[[ PROVIDED INFORMATION, beginning ]]

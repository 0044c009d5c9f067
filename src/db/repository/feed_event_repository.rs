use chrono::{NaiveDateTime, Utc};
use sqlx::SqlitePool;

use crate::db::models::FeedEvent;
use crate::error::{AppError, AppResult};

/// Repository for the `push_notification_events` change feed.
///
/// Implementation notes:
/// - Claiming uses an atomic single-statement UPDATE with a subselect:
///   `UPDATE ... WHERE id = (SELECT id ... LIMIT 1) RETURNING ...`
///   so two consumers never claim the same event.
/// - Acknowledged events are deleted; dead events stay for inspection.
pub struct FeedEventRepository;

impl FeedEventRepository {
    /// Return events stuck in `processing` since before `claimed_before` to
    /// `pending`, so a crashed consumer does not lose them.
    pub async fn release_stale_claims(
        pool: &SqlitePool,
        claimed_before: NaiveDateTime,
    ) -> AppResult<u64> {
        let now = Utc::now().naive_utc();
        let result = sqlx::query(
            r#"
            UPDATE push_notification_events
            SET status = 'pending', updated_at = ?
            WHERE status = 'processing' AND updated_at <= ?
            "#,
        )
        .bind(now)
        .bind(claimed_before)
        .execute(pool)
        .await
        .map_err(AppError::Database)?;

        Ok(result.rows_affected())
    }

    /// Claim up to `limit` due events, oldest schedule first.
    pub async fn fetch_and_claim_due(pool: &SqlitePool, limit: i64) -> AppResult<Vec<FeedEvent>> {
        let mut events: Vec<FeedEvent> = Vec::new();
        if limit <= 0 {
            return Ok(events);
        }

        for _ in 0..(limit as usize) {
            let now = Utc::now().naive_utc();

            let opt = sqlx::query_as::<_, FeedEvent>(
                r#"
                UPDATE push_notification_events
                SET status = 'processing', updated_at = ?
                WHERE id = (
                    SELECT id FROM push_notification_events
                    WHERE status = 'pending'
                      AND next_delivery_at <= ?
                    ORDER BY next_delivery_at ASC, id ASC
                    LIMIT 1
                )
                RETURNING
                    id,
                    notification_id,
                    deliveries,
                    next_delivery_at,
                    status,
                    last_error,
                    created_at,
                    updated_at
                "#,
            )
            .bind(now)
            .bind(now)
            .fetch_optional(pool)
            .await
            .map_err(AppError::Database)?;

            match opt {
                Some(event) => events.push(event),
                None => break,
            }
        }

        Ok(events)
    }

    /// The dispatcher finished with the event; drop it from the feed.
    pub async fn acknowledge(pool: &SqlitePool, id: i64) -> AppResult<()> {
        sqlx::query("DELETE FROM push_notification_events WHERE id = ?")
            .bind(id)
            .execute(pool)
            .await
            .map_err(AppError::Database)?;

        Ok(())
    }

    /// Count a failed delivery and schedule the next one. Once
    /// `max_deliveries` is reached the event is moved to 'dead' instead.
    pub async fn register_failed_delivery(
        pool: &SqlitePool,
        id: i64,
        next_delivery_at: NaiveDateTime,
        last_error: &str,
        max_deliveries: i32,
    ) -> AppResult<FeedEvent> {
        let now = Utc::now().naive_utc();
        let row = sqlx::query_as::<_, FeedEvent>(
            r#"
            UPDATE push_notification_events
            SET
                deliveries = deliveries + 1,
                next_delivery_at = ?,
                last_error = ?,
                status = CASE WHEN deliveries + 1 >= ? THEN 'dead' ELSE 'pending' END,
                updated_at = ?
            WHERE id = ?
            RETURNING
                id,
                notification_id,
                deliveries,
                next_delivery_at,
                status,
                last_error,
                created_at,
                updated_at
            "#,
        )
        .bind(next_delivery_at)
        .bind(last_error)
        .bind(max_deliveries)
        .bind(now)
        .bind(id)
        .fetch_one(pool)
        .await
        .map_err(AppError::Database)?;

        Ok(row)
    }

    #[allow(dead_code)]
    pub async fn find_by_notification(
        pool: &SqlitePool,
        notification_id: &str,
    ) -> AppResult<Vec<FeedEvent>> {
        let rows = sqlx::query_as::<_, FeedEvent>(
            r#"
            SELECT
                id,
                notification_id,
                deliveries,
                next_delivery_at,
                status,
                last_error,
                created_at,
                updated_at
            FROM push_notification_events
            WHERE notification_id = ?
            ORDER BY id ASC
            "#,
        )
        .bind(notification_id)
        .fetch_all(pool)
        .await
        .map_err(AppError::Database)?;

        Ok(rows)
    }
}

[[ PROVIDED INFORMATION, end ]]

EXERCISE AIM.
Copy each line above that contains the word "processing".

COMPLETED TASK.
    /// Return events stuck in `processing` since before `claimed_before` to
            WHERE status = 'processing' AND updated_at <= ?
                SET status = 'processing', updated_at = ?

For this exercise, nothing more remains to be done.